During the leadup to System 7, Apple studied the problem of getting help in depth. They identified a number of common questions, such as Where am I?, How do I get to...?, or worse, Why is that item "grayed out"?. In the context of computer use they identified two main types of questions users asked: What is this thing? and How do I accomplish...?. Existing help systems typically didn't provide useful information on either of these topics, and were often nothing more than the paper manual copied into an electronic form.

One of the particularly thorny problems was the What is this thing? question. In an interface that often included non-standard widgets or buttons labeled with an indecipherable icon, many functions required the end user referring to their manual. Users generally refused to do this, and ended up not using the full power of their applications since many of their functions were "hidden". It was this problem that Apple decided to attack, and after extensive testing, settled on Balloon Help as the solution.

Apple's solution for How do I accomplish...? was Apple Guide, which was added to System 7.5 in 1994.

==Mechanism==
Balloon help can be activated by choosing Show Balloon Help from System 7's new Help menu (labelled with a Balloon Help icon in System 7, the Apple Guide icon in System 7.5, and the word Help in Mac OS 8). While balloon help is active, moving the mouse over an item displays help for that item. Balloon help can be deactivated by choosing Hide Balloon Help from the same menu.

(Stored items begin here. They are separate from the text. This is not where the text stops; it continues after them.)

//! Nexthop-group encoding: `RTM_NEWNEXTHOP`/`RTM_DELNEXTHOP`.
//!
//! Entirely suppressed when the plugin has nexthop-group replication
//! toggled off; the RIB encoder falls back to inlining gateways/oifs
//! directly on each route in that mode.

use crate::{
    attr::TlvWriter,
    consts::nl::{NlmF, RtmType},
    context::{DplaneContext, DplaneOp, NexthopGroup},
    encode::{addr_bytes, family_of},
    err::EncodeError,
    nl::wrap_nlmsg,
};

fn nhmsg_fixed(family: u8) -> [u8; 4] {
    // struct nhmsg { nh_family, nh_scope, nh_protocol, resvd }
    [family, 0, 0, 0]
}

/// Encode one nexthop-group context. Returns `Ok(None)` for anything that
/// is not a nexthop-group operation.
pub fn encode_nexthop(ctx: &DplaneContext) -> Result<Option<Vec<u8>>, EncodeError> {
    if !ctx.op.is_nexthop_group() {
        return Ok(None);
    }
    let is_delete = matches!(ctx.op, DplaneOp::NhDelete);
    let nhg = ctx.nhg.as_ref().ok_or(EncodeError::InvalidNexthop)?;
    let id = nhg.id.ok_or(EncodeError::InvalidNexthop)?;

    let mut tlv = TlvWriter::new();
    tlv.push_u32(crate::consts::rtnl::Nha::Id, id);

    let (msg_type, flags) = if is_delete {
        (RtmType::DelNextHop, NlmF::REQUEST)
    } else {
        (
            RtmType::NewNextHop,
            NlmF::REQUEST | NlmF::CREATE | NlmF::REPLACE,
        )
    };

    if !is_delete {
        encode_nhg_body(&mut tlv, nhg)?;
    }

    let family = nhg
        .nexthops
        .first()
        .and_then(|nh| nh.gateway)
        .map(|addr| family_of(&addr))
        .unwrap_or(crate::consts::nl::af::INET);

    let fixed = nhmsg_fixed(family);
    let mut payload = Vec::with_capacity(fixed.len() + tlv.len());
    payload.extend_from_slice(&fixed);
    payload.extend_from_slice(tlv.as_bytes());
    Ok(Some(wrap_nlmsg(msg_type.into(), flags, &payload)))
}

fn encode_nhg_body(tlv: &mut TlvWriter, nhg: &NexthopGroup) -> Result<(), EncodeError> {
    if nhg.is_multipath() {
        let mut group = Vec::new();
        for nh in &nhg.nexthops {
            // struct nexthop_grp { id: u32, weight: u8, resvd1: u8, resvd2: u16 }
            group.extend_from_slice(&nh.ifindex.to_ne_bytes());
            group.push(nh.weight.unwrap_or(0));
            group.push(0);
            group.extend_from_slice(&0u16.to_ne_bytes());
        }
        tlv.push(crate::consts::rtnl::Nha::Group, &group);
        return Ok(());
    }

    let nh = nhg.nexthops.first().ok_or(EncodeError::InvalidNexthop)?;
    tlv.push_u32(crate::consts::rtnl::Nha::Oif, nh.ifindex);
    if let Some(gw) = nh.gateway {
        tlv.push(crate::consts::rtnl::Nha::Gateway, &addr_bytes(&gw));
    }
    Ok(())
}

#[cfg(test)]
mod test {
    use super::*;
    use crate::context::{DplaneContextBuilder, Nexthop};
    use std::net::{IpAddr, Ipv4Addr};

    #[test]
    fn non_nexthop_ops_are_skipped() {
        let ctx = DplaneContextBuilder::default()
            .op(DplaneOp::RouteInstall)
            .build()
            .unwrap();
        assert!(encode_nexthop(&ctx).unwrap().is_none());
    }

    #[test]
    fn single_nexthop_group_carries_id_and_oif() {
        let nh = Nexthop::plain(Some(IpAddr::V4(Ipv4Addr::new(192, 0, 2, 1))), 7, "eth0");
        let mut nhg = NexthopGroup::single(nh);
        nhg.id = Some(42);
        let ctx = DplaneContextBuilder::default()
            .op(DplaneOp::NhInstall)
            .nhg(nhg)
            .build()
            .unwrap();
        let msg = encode_nexthop(&ctx).unwrap().unwrap();
        let msg_type = u16::from_ne_bytes([msg[4], msg[5]]);
        assert_eq!(msg_type, u16::from(RtmType::NewNextHop));
        assert!(msg.windows(4).any(|w| w == 42u32.to_ne_bytes()));
    }

    #[test]
    fn delete_carries_only_id() {
        let nh = Nexthop::plain(None, 7, "eth0");
        let mut nhg = NexthopGroup::single(nh);
        nhg.id = Some(9);
        let ctx = DplaneContextBuilder::default()
            .op(DplaneOp::NhDelete)
            .nhg(nhg)
            .build()
            .unwrap();
        let msg = encode_nexthop(&ctx).unwrap().unwrap();
        let msg_type = u16::from_ne_bytes([msg[4], msg[5]]);
        assert_eq!(msg_type, u16::from(RtmType::DelNextHop));
    }
}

The underlying system was based on a set of resources included in application software, holding text that would appear in the balloons. The balloon graphics and resizing were supplied by the operating system itself. The balloon content when displayed in text typically was sourced entirely from resources, as they could be added fairly easily using Apple's Rez resource compiler or third-party software like Resourcerer. Apple also supplied a custom editor application to simplify the process, which displayed a list of only those objects that required balloons, and edited the text inside a balloon shape to give the developer a somewhat rough idea of how the resulting balloon would be displayed. Additionally, there was a system level API that could be utilized by the application programmer to directly create and display balloons containing text, graphics, or a mixture of both.

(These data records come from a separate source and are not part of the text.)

//! The reconciliation walker: after (re)connecting, replays every
//! engine table to the peer in a fixed phase order so the peer's view
//! converges even if it missed updates while disconnected.
//!
//! Each phase clears every object's sent flag, then encodes and enqueues
//! objects one at a time, marking each sent as it succeeds. If the
//! output buffer is full the walker suspends mid-phase rather than
//! dropping work; sent flags already set mean the next resume only
//! re-visits what's left.

use std::time::Duration;

use crate::{
    consts::fpm::{WALKER_RESUME_FAST_SECS, WALKER_RESUME_SLOW_SECS},
    context::{DplaneContext, DplaneContextBuilder, DplaneOp},
    encode::{lsp::encode_lsp, mac::encode_mac, nexthop::encode_nexthop, route::encode_route},
    engine::{Engine, EngineLsps, EngineNhgs, EngineRib, EngineRmacs, SentFlag},
    err::FpmError,
    event::Event,
    obuf::OutputBuffer,
};

/// Current position in the reconciliation walk.
#[derive(Debug, Clone, Copy, PartialEq, Eq, Default)]
pub enum Phase {
    #[default]
    Lsp,
    Nhg,
    Rib,
    Rmac,
    Done,
}

impl Phase {
    fn next(self) -> Phase {
        match self {
            Phase::Lsp => Phase::Nhg,
            Phase::Nhg => Phase::Rib,
            Phase::Rib => Phase::Rmac,
            Phase::Rmac => Phase::Done,
            Phase::Done => Phase::Done,
        }
    }

    fn resume_delay(self) -> Duration {
        match self {
            Phase::Lsp | Phase::Nhg => Duration::from_secs(WALKER_RESUME_FAST_SECS),
            Phase::Rib | Phase::Rmac | Phase::Done => Duration::from_secs(WALKER_RESUME_SLOW_SECS),
        }
    }

    fn finished_event(self) -> Option<Event> {
        match self {
            Phase::Lsp => Some(Event::LspFinished),
            Phase::Nhg => Some(Event::NhgFinished),
            Phase::Rib => Some(Event::RibFinished),
            Phase::Rmac => Some(Event::RmacFinished),
            Phase::Done => None,
        }
    }
}

/// Drives one phase forward. The caller restarts a fresh walk by
/// resetting `phase` to [`Phase::Lsp`] on every new connection.
pub struct Walker {
    pub phase: Phase,
    /// Whether the current phase's sent flags have already been cleared
    /// this time through. Set back to `false` whenever `phase` changes so
    /// each phase's reset step runs exactly once per entry, even if the
    /// phase itself spans several suspend/resume calls.
    phase_reset_done: bool,
}

impl Default for Walker {
    fn default() -> Self {
        Walker {
            phase: Phase::Lsp,
            phase_reset_done: false,
        }
    }
}

/// Outcome of one call to [`Walker::step`].
pub enum StepOutcome {
    /// The current phase finished; the caller should log the returned
    /// event and call `step` again immediately to begin the next phase.
    PhaseFinished(Event),
    /// The output buffer filled up mid-phase; retry after the returned
    /// delay.
    Suspended(Duration),
    /// Every phase has completed.
    Done,
}

impl Walker {
    pub fn new() -> Self {
        Walker::default()
    }

    /// Restart the walk from the beginning, e.g. on a fresh connection.
    pub fn restart(&mut self) {
        self.phase = Phase::Lsp;
        self.phase_reset_done = false;
    }

    pub fn step<E: Engine>(&mut self, engine: &mut E, obuf: &OutputBuffer) -> StepOutcome {
        match self.phase {
            Phase::Lsp => self.step_lsp(engine, obuf),
            Phase::Nhg => self.step_nhg(engine, obuf),
            Phase::Rib => self.step_rib(engine, obuf),
            Phase::Rmac => self.step_rmac(engine, obuf),
            Phase::Done => StepOutcome::Done,
        }
    }

    fn advance(&mut self) -> StepOutcome {
        let event = self.phase.finished_event();
        self.phase = self.phase.next();
        self.phase_reset_done = false;
        match event {
            Some(e) => StepOutcome::PhaseFinished(e),
            None => StepOutcome::Done,
        }
    }

    fn step_lsp<E: Engine>(&mut self, engine: &mut E, obuf: &OutputBuffer) -> StepOutcome {
        if !self.phase_reset_done {
            engine.lsps().reset_sent();
            self.phase_reset_done = true;
        }
        let lsps = engine.lsps();
        for (handle, info) in lsps.iter_mut() {
            if handle.sent() {
                continue;
            }
            let ctx = DplaneContextBuilder::default()
                .op(DplaneOp::LspInstall)
                .lsp(info)
                .build()
                .expect("builder invariants hold for walker-synthesized contexts");
            match encode_lsp(&ctx) {
                Ok(Some(msg)) => match obuf.enqueue(&msg) {
                    Ok(()) => handle.set_sent(true),
                    Err(FpmError::BufferFull) => return StepOutcome::Suspended(self.phase.resume_delay()),
                    Err(_) => handle.set_sent(true),
                },
                _ => handle.set_sent(true),
            }
        }
        self.advance()
    }

    fn step_nhg<E: Engine>(&mut self, engine: &mut E, obuf: &OutputBuffer) -> StepOutcome {
        if !self.phase_reset_done {
            engine.nhgs().reset_sent();
            self.phase_reset_done = true;
        }
        let nhgs = engine.nhgs();
        for (handle, group) in nhgs.iter_mut() {
            if handle.sent() {
                continue;
            }
            let ctx = DplaneContextBuilder::default()
                .op(DplaneOp::NhInstall)
                .nhg(group)
                .build()
                .expect("builder invariants hold for walker-synthesized contexts");
            match encode_nexthop(&ctx) {
                Ok(Some(msg)) => match obuf.enqueue(&msg) {
                    Ok(()) => handle.set_sent(true),
                    Err(FpmError::BufferFull) => return StepOutcome::Suspended(self.phase.resume_delay()),
                    Err(_) => handle.set_sent(true),
                },
                _ => handle.set_sent(true),
            }
        }
        self.advance()
    }

    fn step_rib<E: Engine>(&mut self, engine: &mut E, obuf: &OutputBuffer) -> StepOutcome {
        if !self.phase_reset_done {
            engine.rib().reset_sent();
            self.phase_reset_done = true;
        }
        let (rib, lookup) = engine.rib_and_lookup();
        for (handle, ctx) in rib.iter_mut() {
            if handle.sent() {
                continue;
            }
            match encode_route(&ctx, lookup) {
                Ok(msgs) if msgs.is_empty() => handle.set_sent(true),
                // A route can encode to more than one message (DEL then
                // INSTALL); enqueue them as one all-or-nothing unit so a
                // suspend never leaves the first half framed without the
                // second.
                Ok(msgs) => match obuf.enqueue_all(&msgs) {
                    Ok(()) => handle.set_sent(true),
                    Err(FpmError::BufferFull) => return StepOutcome::Suspended(self.phase.resume_delay()),
                    Err(_) => handle.set_sent(true),
                },
                Err(_) => handle.set_sent(true),
            }
        }
        self.advance()
    }

    fn step_rmac<E: Engine>(&mut self, engine: &mut E, obuf: &OutputBuffer) -> StepOutcome {
        if !self.phase_reset_done {
            engine.rmacs().reset_sent();
            self.phase_reset_done = true;
        }
        let rmacs = engine.rmacs();
        for (handle, info) in rmacs.iter_mut() {
            if handle.sent() {
                continue;
            }
            let ctx = DplaneContextBuilder::default()
                .op(DplaneOp::MacInstall)
                .mac(info)
                .build()
                .expect("builder invariants hold for walker-synthesized contexts");
            match encode_mac(&ctx) {
                Ok(Some(msg)) => match obuf.enqueue(&msg) {
                    Ok(()) => handle.set_sent(true),
                    Err(FpmError::BufferFull) => return StepOutcome::Suspended(self.phase.resume_delay()),
                    Err(_) => handle.set_sent(true),
                },
                _ => handle.set_sent(true),
            }
        }
        self.advance()
    }
}

/// Called when an address change on `lo` is observed: re-marks every
/// SRv6 destination in the RIB unsent so the next walk re-advertises
/// them with a (possibly new) encap source address.
pub fn handle_lo_address_change<E: Engine>(engine: &mut E, ctx: &DplaneContext) {
    if ctx.is_lo_address_change() {
        engine.rib().reset_sent_srv6();
    }
}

The engine would automatically display the proper balloon based on the mouse location and the item's current state. It also positioned the balloon using an algorithm designed to keep it from covering the objects being examined and adjusted the cartouche to point appropriately. Help text for most common UI elements, such as the Close Box on a window, was built into the system. Developers could also include balloons for their application icon itself, allowing users to identify an unknown application in the Finder without launching it.

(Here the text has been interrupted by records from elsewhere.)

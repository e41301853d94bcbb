//! The output byte buffer: framed netlink messages waiting to be written
//! to the peer socket.
//!
//! Writes are all-or-nothing — `enqueue` never partially appends a
//! frame — so a caller that gets `Err(BufferFull)` can always retry the
//! exact same context later without risking a split message on the
//! wire.

use std::sync::atomic::{AtomicU32, Ordering};

use parking_lot::Mutex;

use crate::{consts::fpm::OUTPUT_BUFFER_CAPACITY, err::FpmError, frame::encode_frame};

/// FIFO byte buffer of framed messages ready to write to the socket.
pub struct OutputBuffer {
    buf: Mutex<Vec<u8>>,
    capacity: usize,
    bytes: AtomicU32,
    peak: AtomicU32,
}

impl Default for OutputBuffer {
    fn default() -> Self {
        OutputBuffer::new(OUTPUT_BUFFER_CAPACITY)
    }
}

impl OutputBuffer {
    pub fn new(capacity: usize) -> Self {
        OutputBuffer {
            buf: Mutex::new(Vec::new()),
            capacity,
            bytes: AtomicU32::new(0),
            peak: AtomicU32::new(0),
        }
    }

    /// Frame `payload` and append it, failing without partial writes if
    /// it would not fit within capacity.
    pub fn enqueue(&self, payload: &[u8]) -> Result<(), FpmError> {
        let frame = encode_frame(payload);
        let mut buf = self.buf.lock();
        if buf.len() + frame.len() > self.capacity {
            return Err(FpmError::BufferFull);
        }
        buf.extend_from_slice(&frame);
        let new_len = buf.len() as u32;
        drop(buf);
        self.bytes.store(new_len, Ordering::Relaxed);
        self.peak.fetch_max(new_len, Ordering::Relaxed);
        Ok(())
    }

    /// Frame and append every payload in `payloads` as a single
    /// all-or-nothing unit: if the combined framed size would not fit
    /// within capacity, none of them are enqueued. Used where a single
    /// logical object encodes to more than one netlink message (e.g. a
    /// route update's DEL followed by INSTALL) and partially enqueueing
    /// would frame one half of the pair without the other.
    pub fn enqueue_all(&self, payloads: &[Vec<u8>]) -> Result<(), FpmError> {
        let frames: Vec<Vec<u8>> = payloads.iter().map(|p| encode_frame(p)).collect();
        let total: usize = frames.iter().map(|f| f.len()).sum();
        let mut buf = self.buf.lock();
        if buf.len() + total > self.capacity {
            return Err(FpmError::BufferFull);
        }
        for frame in &frames {
            buf.extend_from_slice(frame);
        }
        let new_len = buf.len() as u32;
        drop(buf);
        self.bytes.store(new_len, Ordering::Relaxed);
        self.peak.fetch_max(new_len, Ordering::Relaxed);
        Ok(())
    }

    /// Copy up to `max_len` bytes from the front without removing them,
    /// for a non-blocking socket write whose actual written length is
    /// not known until the write call returns.
    pub fn peek_front(&self, max_len: usize) -> Vec<u8> {
        let buf = self.buf.lock();
        let take = max_len.min(buf.len());
        buf[..take].to_vec()
    }

    /// Remove exactly `n` bytes from the front, once the caller has
    /// confirmed that many were actually written to the socket.
    pub fn consume(&self, n: usize) {
        let mut buf = self.buf.lock();
        let n = n.min(buf.len());
        buf.drain(0..n);
        self.bytes.store(buf.len() as u32, Ordering::Relaxed);
    }

    pub fn is_empty(&self) -> bool {
        self.buf.lock().is_empty()
    }

    pub fn bytes(&self) -> u32 {
        self.bytes.load(Ordering::Relaxed)
    }

    pub fn peak(&self) -> u32 {
        self.peak.load(Ordering::Relaxed)
    }

    /// Drop all buffered bytes, e.g. on reconnect.
    pub fn clear(&self) {
        self.buf.lock().clear();
        self.bytes.store(0, Ordering::Relaxed);
    }
}

#[cfg(test)]
mod test {
    use super::*;

    #[test]
    fn enqueue_frames_and_tracks_bytes() {
        let ob = OutputBuffer::new(64);
        ob.enqueue(b"hello").unwrap();
        assert_eq!(ob.bytes() as usize, 4 + 5);
    }

    #[test]
    fn full_buffer_rejects_cleanly() {
        let ob = OutputBuffer::new(8);
        let before = ob.bytes();
        assert!(matches!(ob.enqueue(b"toolong"), Err(FpmError::BufferFull)));
        assert_eq!(ob.bytes(), before);
    }

    #[test]
    fn peek_front_does_not_remove_bytes() {
        let ob = OutputBuffer::new(64);
        ob.enqueue(b"ab").unwrap();
        let peeked = ob.peek_front(3);
        assert_eq!(peeked.len(), 3);
        assert_eq!(ob.bytes() as usize, 6);
    }

    #[test]
    fn consume_removes_exactly_n_bytes() {
        let ob = OutputBuffer::new(64);
        ob.enqueue(b"ab").unwrap();
        ob.consume(3);
        assert_eq!(ob.bytes() as usize, 3);
    }

    #[test]
    fn enqueue_all_is_all_or_nothing() {
        let ob = OutputBuffer::new(10);
        let payloads = vec![b"ab".to_vec(), b"cd".to_vec()];
        // Combined framed size (4 + 2 each = 12) exceeds capacity; neither
        // payload should land in the buffer.
        assert!(matches!(ob.enqueue_all(&payloads), Err(FpmError::BufferFull)));
        assert_eq!(ob.bytes(), 0);

        let ob = OutputBuffer::new(64);
        ob.enqueue_all(&payloads).unwrap();
        assert_eq!(ob.bytes() as usize, (4 + 2) * 2);
    }
}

Developers were encouraged to not just name an object, but to describe its function and explain its state. For instance, for the Copy menu command Apple suggested the detailed "Copies the selected text onto the clipboard", as well as a second version that added "Not available now because there is no selection". This feature explained to users why a particular menu item was disabled.

==Legacy==

Microsoft subsequently introduced the similar "tooltips" in Windows 95, which serves a similar purpose, but they are generally smaller and appear without being specifically turned on. A similar system called "help tags" was used in OPENSTEP and retained for Mac OS X.

The balloon help concept has since been adopted as an optional alternative to tooltips in later versions of Microsoft Windows, such as Windows XP, which uses balloons to highlight and explain aspects of various programs or operating system features (Balloons in msdn). Balloon help is also highly visible in the Squeak Smalltalk environment, in the Enlightenment window manager, and in the AmigaOS's MUI.

Incidentally, Microsoft was able to add their own embodiment of Balloon help by acquiring the original patent among many purchased from Apple Computer in the early 1990s. That first, and original patent is described in "Method of calculating dimensions and positioning of rectangular balloons" filed in 1991.